Exercise details ▸
Filter this data down to the lines that hold "emails", and copy them.

Collected data entries:
·····

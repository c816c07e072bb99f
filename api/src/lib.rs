//! HTTP surface of the SMS OTP service
//!
//! Exposed as a library so the binary and the integration tests build the
//! same `App`.

pub mod app;
pub mod dto;
pub mod handlers;
pub mod middleware;
pub mod routes;
pub mod telemetry;

pub use app::create_app;
pub use routes::{AppState, StoreProbe};
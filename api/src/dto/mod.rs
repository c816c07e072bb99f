pub mod error;
pub mod otp;

pub use error::ErrorResponse;
pub use otp::*;
//! Shared harness for the HTTP tests

#![allow(dead_code)]

use std::sync::atomic::{AtomicBool, Ordering};
use std::sync::{Arc, Mutex};

use actix_web::web;
use async_trait::async_trait;

use otp_api::{AppState, StoreProbe};
use otp_core::repositories::{InMemoryOtpRepository, OtpRepository};
use otp_core::services::{OtpService, OtpServiceConfig, SmsServiceTrait, VerificationService};

pub const PHONE: &str = "+994501234567";
pub const JSON_LIMIT: usize = 4096;

/// Records every message instead of sending it
#[derive(Default)]
pub struct RecordingSms {
    sent: Mutex<Vec<(String, String)>>,
    failing: AtomicBool,
}

impl RecordingSms {
    pub fn set_failing(&self, failing: bool) {
        self.failing.store(failing, Ordering::SeqCst);
    }

    pub fn sent_count(&self) -> usize {
        self.sent.lock().unwrap().len()
    }

    pub fn last_recipient(&self) -> Option<String> {
        self.sent.lock().unwrap().last().map(|(to, _)| to.clone())
    }

    /// Code from the most recent message to `phone`
    pub fn last_code(&self, phone: &str) -> String {
        self.sent
            .lock()
            .unwrap()
            .iter()
            .rev()
            .find(|(to, _)| to == phone)
            .and_then(|(_, body)| body.split("code is: ").nth(1).map(str::to_string))
            .map(|rest| rest.chars().take_while(|c| c.is_ascii_digit()).collect())
            .unwrap_or_default()
    }
}

#[async_trait]
impl SmsServiceTrait for RecordingSms {
    async fn send_sms(&self, phone: &str, message: &str) -> Result<String, String> {
        if self.failing.load(Ordering::SeqCst) {
            return Err("gateway unavailable".to_string());
        }
        self.sent
            .lock()
            .unwrap()
            .push((phone.to_string(), message.to_string()));
        Ok(format!("test-{}", uuid::Uuid::new_v4()))
    }

    fn provider_name(&self) -> &str {
        "recording"
    }
}

pub struct Harness {
    pub repository: Arc<InMemoryOtpRepository>,
    pub sms: Arc<RecordingSms>,
    pub state: web::Data<AppState<InMemoryOtpRepository, RecordingSms>>,
}

pub fn harness() -> Harness {
    harness_with(OtpServiceConfig::default())
}

pub fn harness_with(config: OtpServiceConfig) -> Harness {
    let repository = Arc::new(InMemoryOtpRepository::new());
    let sms = Arc::new(RecordingSms::default());

    let otp_service = Arc::new(OtpService::new(repository.clone(), config));
    let verification_service = Arc::new(VerificationService::new(otp_service, sms.clone()));

    let probe_repository: Arc<dyn OtpRepository> = repository.clone();
    let state = web::Data::new(AppState::new(
        verification_service,
        StoreProbe::Repository(probe_repository),
        "recording",
    ));

    Harness {
        repository,
        sms,
        state,
    }
}
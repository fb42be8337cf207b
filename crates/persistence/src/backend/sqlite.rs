// Copyright (C) 2026 Fred Clausen
// Use of this source code is governed by an MIT-style
// license that can be found in the LICENSE file or at
// https://opensource.org/licenses/MIT.

//! `SQLite` connection setup and helpers.
//!
//! Opening a database always enables foreign keys and applies the embedded
//! migrations before the connection is handed out.

use diesel::dsl::sql;
use diesel::prelude::*;
use diesel::sql_types::{BigInt, Integer};
use diesel::{Connection, RunQueryDsl, SqliteConnection};
use diesel_migrations::{EmbeddedMigrations, MigrationHarness, embed_migrations};
use tracing::info;

use crate::error::PersistenceError;

/// Embedded schema migrations.
pub const MIGRATIONS: EmbeddedMigrations = embed_migrations!("migrations");

/// Row shape for `PRAGMA foreign_keys`.
#[derive(QueryableByName)]
struct PragmaRow {
    #[diesel(sql_type = Integer)]
    foreign_keys: i32,
}

/// Returns the row id assigned by the most recent insert on `conn`.
///
/// # Errors
///
/// Returns an error if the query fails.
pub fn get_last_insert_rowid(conn: &mut SqliteConnection) -> Result<i64, PersistenceError> {
    Ok(diesel::select(sql::<BigInt>("last_insert_rowid()")).get_result(conn)?)
}

/// Verifies that foreign key enforcement is enabled.
///
/// # Arguments
///
/// * `conn` - The database connection to check
///
/// # Errors
///
/// Returns an error if foreign key enforcement is not enabled.
pub fn verify_foreign_key_enforcement(conn: &mut SqliteConnection) -> Result<(), PersistenceError> {
    let foreign_keys_enabled: i32 = diesel::sql_query("PRAGMA foreign_keys")
        .get_result::<PragmaRow>(conn)?
        .foreign_keys;

    if foreign_keys_enabled == 0 {
        return Err(PersistenceError::ForeignKeyEnforcementNotEnabled);
    }

    info!("SQLite foreign key enforcement is enabled");
    Ok(())
}

/// Run pending migrations on the provided connection.
///
/// This function applies all pending migrations to bring the database
/// schema up to date.
///
/// # Arguments
///
/// * `conn` - A mutable reference to a Diesel `SqliteConnection`
///
/// # Errors
///
/// Returns an error if migration execution fails.
pub fn run_migrations(
    conn: &mut SqliteConnection,
) -> Result<(), Box<dyn std::error::Error + Send + Sync>> {
    info!("Running facilitydesk schema migrations");
    conn.run_pending_migrations(MIGRATIONS)?;
    Ok(())
}

/// Initialize a `SQLite` database at the given URL and run migrations.
///
/// # Arguments
///
/// * `database_url` - The `SQLite` database URL (e.g., `":memory:"` or file path)
///
/// # Errors
///
/// Returns an error if connection or migration fails.
pub fn initialize_database(database_url: &str) -> Result<SqliteConnection, PersistenceError> {
    info!(database_url, "Opening SQLite database");

    let mut conn: SqliteConnection = SqliteConnection::establish(database_url)
        .map_err(|e| PersistenceError::DatabaseConnectionFailed(e.to_string()))?;

    // Diesel has no PRAGMA DSL
    diesel::sql_query("PRAGMA foreign_keys = ON")
        .execute(&mut conn)
        .map_err(|e| PersistenceError::QueryFailed(e.to_string()))?;

    run_migrations(&mut conn).map_err(|e| PersistenceError::MigrationFailed(e.to_string()))?;

    Ok(conn)
}

/// Switches a file-backed database to write-ahead logging.
///
/// # Arguments
///
/// * `conn` - The database connection
///
/// # Errors
///
/// Returns an error if the PRAGMA statement fails.
pub fn enable_wal_mode(conn: &mut SqliteConnection) -> Result<(), PersistenceError> {
    diesel::sql_query("PRAGMA journal_mode = WAL")
        .execute(conn)
        .map_err(|e| PersistenceError::QueryFailed(e.to_string()))?;
    Ok(())
}
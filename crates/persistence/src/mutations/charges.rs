// Copyright (C) 2026 Fred Clausen
// Use of this source code is governed by an MIT-style
// license that can be found in the LICENSE file or at
// https://opensource.org/licenses/MIT.

//! Charge catalog mutations.

use diesel::SqliteConnection;
use diesel::prelude::*;
use facilitydesk_domain::Charge;
use tracing::info;

use crate::data_models::{ChargePatch, encode_optional_timestamp};
use crate::diesel_schema::charges;
use crate::error::PersistenceError;

/// Column changes for a charge update. `None` fields are skipped.
#[derive(AsChangeset)]
#[diesel(table_name = charges)]
struct ChargeChangeset {
    category: Option<String>,
    description: Option<String>,
    avg_charge_cents: Option<i64>,
    last_updated: Option<Option<String>>,
}

/// Inserts a charge under its caller-supplied code.
///
/// # Errors
///
/// Returns `PersistenceError::UniqueViolation` if the code is taken, or
/// another error if the insert fails.
pub fn insert_charge(conn: &mut SqliteConnection, charge: &Charge) -> Result<(), PersistenceError> {
    info!(charge_id = %charge.charge_id, "Creating charge");

    diesel::insert_into(charges::table)
        .values((
            charges::charge_id.eq(&charge.charge_id),
            charges::category.eq(&charge.category),
            charges::description.eq(&charge.description),
            charges::avg_charge_cents.eq(charge.avg_charge.cents()),
            charges::last_updated.eq(encode_optional_timestamp(charge.last_updated)?),
        ))
        .execute(conn)?;

    Ok(())
}

/// Applies a sparse update to a charge.
///
/// The patch must not be empty.
///
/// # Errors
///
/// Returns `PersistenceError::NotFound` if no charge has this code.
pub fn update_charge(
    conn: &mut SqliteConnection,
    charge_id: &str,
    patch: &ChargePatch,
) -> Result<(), PersistenceError> {
    info!(charge_id, "Updating charge");

    let changeset: ChargeChangeset = ChargeChangeset {
        category: patch.category.clone(),
        description: patch.description.clone(),
        avg_charge_cents: patch.avg_charge.map(facilitydesk_domain::Money::cents),
        last_updated: patch
            .last_updated
            .map(encode_optional_timestamp)
            .transpose()?,
    };

    let rows_affected: usize = diesel::update(charges::table)
        .filter(charges::charge_id.eq(charge_id))
        .set(changeset)
        .execute(conn)?;

    if rows_affected == 0 {
        return Err(PersistenceError::NotFound(format!(
            "Charge with code {charge_id} not found"
        )));
    }

    Ok(())
}

/// Deletes a charge.
///
/// Invoices that already bill this code keep their copied lines.
///
/// # Errors
///
/// Returns `PersistenceError::NotFound` if no charge has this code.
pub fn delete_charge(conn: &mut SqliteConnection, charge_id: &str) -> Result<(), PersistenceError> {
    info!(charge_id, "Deleting charge");

    let rows_affected: usize = diesel::delete(charges::table)
        .filter(charges::charge_id.eq(charge_id))
        .execute(conn)?;

    if rows_affected == 0 {
        return Err(PersistenceError::NotFound(format!(
            "Charge with code {charge_id} not found"
        )));
    }

    Ok(())
}
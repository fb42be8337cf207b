// Copyright (C) 2026 Fred Clausen
// Use of this source code is governed by an MIT-style
// license that can be found in the LICENSE file or at
// https://opensource.org/licenses/MIT.

use crate::{DomainError, Money, TaxRate, money};

#[test]
fn test_money_rounds_to_cents() {
    assert_eq!(money(10.004, "amount").unwrap().cents(), 1000);
    assert_eq!(money(10.125, "amount").unwrap().cents(), 1013);
    assert_eq!(money(150.0, "amount").unwrap().to_string(), "150.00");
}

#[test]
fn test_money_is_idempotent() {
    for value in [0.0, 0.01, 1.005, 19.999, 123.456, 2500.5] {
        let once: Money = money(value, "amount").unwrap();
        let twice: Money = money(once.to_f64(), "amount").unwrap();
        assert_eq!(once, twice, "money({value}) was not idempotent");
    }
}

#[test]
fn test_money_rejects_negative_and_non_finite() {
    assert!(matches!(
        money(-0.01, "price"),
        Err(DomainError::InvalidMoney { .. })
    ));
    assert!(matches!(
        money(f64::NAN, "price"),
        Err(DomainError::InvalidMoney { .. })
    ));
    assert!(matches!(
        money(f64::INFINITY, "price"),
        Err(DomainError::InvalidMoney { .. })
    ));
    assert!(matches!(
        money(1e300, "price"),
        Err(DomainError::InvalidMoney { .. })
    ));
}

#[test]
fn test_money_checked_arithmetic() {
    let price: Money = Money::from_cents(15_000).unwrap();
    assert_eq!(price.checked_mul(2).unwrap().cents(), 30_000);
    assert_eq!(price.checked_add(price).unwrap().cents(), 30_000);

    let huge: Money = Money::from_cents(i64::MAX).unwrap();
    assert!(matches!(
        huge.checked_add(price),
        Err(DomainError::AmountOverflow { .. })
    ));
}

#[test]
fn test_tax_rate_is_rounded_to_two_decimals() {
    let rate: TaxRate = TaxRate::from_rate(0.0875, "taxRate").unwrap();
    assert_eq!(rate.hundredths(), 9);
    assert!((rate.to_f64() - 0.09).abs() < f64::EPSILON);
}

#[test]
fn test_tax_rate_apply_rounds_half_up() {
    let rate: TaxRate = TaxRate::from_hundredths(5).unwrap();
    // 0.05 * 0.10 = 0.005 -> 0.01
    let tax: Money = rate.apply(Money::from_cents(10).unwrap()).unwrap();
    assert_eq!(tax.cents(), 1);

    // 0.05 * 0.09 = 0.0045 -> 0.00
    let tax: Money = rate.apply(Money::from_cents(9).unwrap()).unwrap();
    assert_eq!(tax.cents(), 0);
}

#[test]
fn test_money_serializes_as_dollars() {
    let amount: Money = Money::from_cents(32_700).unwrap();
    assert_eq!(serde_json::to_string(&amount).unwrap(), "327.0");

    let parsed: Money = serde_json::from_str("12.375").unwrap();
    assert_eq!(parsed.cents(), 1238);

    let rejected: Result<Money, _> = serde_json::from_str::<Money>("-1.0");
    assert!(rejected.is_err());
}
// Copyright (C) 2026 Fred Clausen
// Use of this source code is governed by an MIT-style
// license that can be found in the LICENSE file or at
// https://opensource.org/licenses/MIT.

//! Authentication and authorization types and services.
//!
//! Operations that depend on who is acting take an explicit
//! [`AuthenticatedPrincipal`]. There is no ambient session state.

use facilitydesk_domain::{RecordId, Role, User, WorkOrder, login_email};
use facilitydesk_persistence::{AuthRecordData, Persistence};
use tracing::{debug, warn};

use crate::error::AuthError;

/// Message returned for every failed login so callers cannot probe which
/// emails are registered.
const LOGIN_FAILED: &str = "Invalid email or password";

/// An authenticated user acting on the system.
#[derive(Debug, Clone, PartialEq, Eq)]
pub struct AuthenticatedPrincipal {
    /// The user's store identifier.
    pub user_id: RecordId,
    /// `First Last`, used as the author name on comments.
    pub display_name: String,
    /// The user's role.
    pub role: Role,
}

impl AuthenticatedPrincipal {
    /// Creates a new principal.
    #[must_use]
    pub const fn new(user_id: RecordId, display_name: String, role: Role) -> Self {
        Self {
            user_id,
            display_name,
            role,
        }
    }

    /// Returns `true` if this principal is an admin.
    #[must_use]
    pub fn is_admin(&self) -> bool {
        self.role == Role::Admin
    }
}

/// Authorization service for enforcing role-based access control.
pub struct AuthorizationService;

impl AuthorizationService {
    fn require_admin(principal: &AuthenticatedPrincipal, action: &str) -> Result<(), AuthError> {
        match principal.role {
            Role::Admin => Ok(()),
            Role::Contractor => {
                warn!(user_id = %principal.user_id, action, "Rejected non-admin action");
                Err(AuthError::Unauthorized {
                    action: action.to_string(),
                    required_role: String::from("admin"),
                })
            }
        }
    }

    /// Checks if a principal may approve job requests.
    ///
    /// # Errors
    ///
    /// Returns an error unless the principal is an admin.
    pub fn authorize_approve_job_request(principal: &AuthenticatedPrincipal) -> Result<(), AuthError> {
        Self::require_admin(principal, "approve_job_request")
    }

    /// Checks if a principal may reject job requests.
    ///
    /// # Errors
    ///
    /// Returns an error unless the principal is an admin.
    pub fn authorize_reject_job_request(principal: &AuthenticatedPrincipal) -> Result<(), AuthError> {
        Self::require_admin(principal, "reject_job_request")
    }

    /// Checks if a principal may create, edit, or remove invoices.
    ///
    /// # Errors
    ///
    /// Returns an error unless the principal is an admin.
    pub fn authorize_manage_invoices(principal: &AuthenticatedPrincipal) -> Result<(), AuthError> {
        Self::require_admin(principal, "manage_invoices")
    }

    /// Checks if a principal may create, edit, or remove charges.
    ///
    /// # Errors
    ///
    /// Returns an error unless the principal is an admin.
    pub fn authorize_manage_charges(principal: &AuthenticatedPrincipal) -> Result<(), AuthError> {
        Self::require_admin(principal, "manage_charges")
    }

    /// Checks if a principal may view or comment on a work order.
    ///
    /// Admins see every work order. Contractors see only those assigned
    /// to them.
    ///
    /// # Errors
    ///
    /// Returns an error if a contractor is not the assignee.
    pub fn authorize_view_work_order(
        principal: &AuthenticatedPrincipal,
        work_order: &WorkOrder,
    ) -> Result<(), AuthError> {
        match principal.role {
            Role::Admin => Ok(()),
            Role::Contractor if work_order.assigned_contractor_id == Some(principal.user_id) => {
                Ok(())
            }
            Role::Contractor => Err(AuthError::Unauthorized {
                action: String::from("view_work_order"),
                required_role: String::from("admin or assigned contractor"),
            }),
        }
    }

    /// Returns the contractor a work order listing must be restricted to.
    ///
    /// `None` for admins, who see every work order.
    #[must_use]
    pub const fn work_order_scope(principal: &AuthenticatedPrincipal) -> Option<RecordId> {
        match principal.role {
            Role::Admin => None,
            Role::Contractor => Some(principal.user_id),
        }
    }
}

/// Authentication service for email and password login.
pub struct AuthenticationService;

impl AuthenticationService {
    /// Authenticates a user by email and password.
    ///
    /// The email is matched case-insensitively. Unknown emails and wrong
    /// passwords fail with the same message.
    ///
    /// # Arguments
    ///
    /// * `persistence` - The persistence layer
    /// * `email` - The login email as typed
    /// * `password` - The plain-text password
    ///
    /// # Errors
    ///
    /// Returns `AuthError::AuthenticationFailed` if the credentials do not
    /// match a stored user.
    pub fn login(
        persistence: &mut Persistence,
        email: &str,
        password: &str,
    ) -> Result<AuthenticatedPrincipal, AuthError> {
        let Ok(email) = login_email(email) else {
            return Err(Self::failed());
        };

        let auth: AuthRecordData = persistence
            .get_auth_by_email(&email)
            .map_err(|e| AuthError::AuthenticationFailed {
                reason: format!("Database error: {e}"),
            })?
            .ok_or_else(|| {
                debug!(email, "Login for unknown email");
                Self::failed()
            })?;

        let matches: bool = bcrypt::verify(password.trim(), &auth.password_hash).map_err(|e| {
            AuthError::AuthenticationFailed {
                reason: format!("Failed to verify password: {e}"),
            }
        })?;
        if !matches {
            debug!(user_id = %auth.user_id, "Login with wrong password");
            return Err(Self::failed());
        }

        let user: User = persistence
            .get_user(auth.user_id)
            .map_err(|e| AuthError::AuthenticationFailed {
                reason: format!("Database error: {e}"),
            })?
            .ok_or_else(Self::failed)?;

        Ok(AuthenticatedPrincipal::new(
            auth.user_id,
            user.display_name(),
            user.role,
        ))
    }

    fn failed() -> AuthError {
        AuthError::AuthenticationFailed {
            reason: String::from(LOGIN_FAILED),
        }
    }
}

·····

Exercise response ▸
/// emails are registered.
    /// The email is matched case-insensitively. Unknown emails and wrong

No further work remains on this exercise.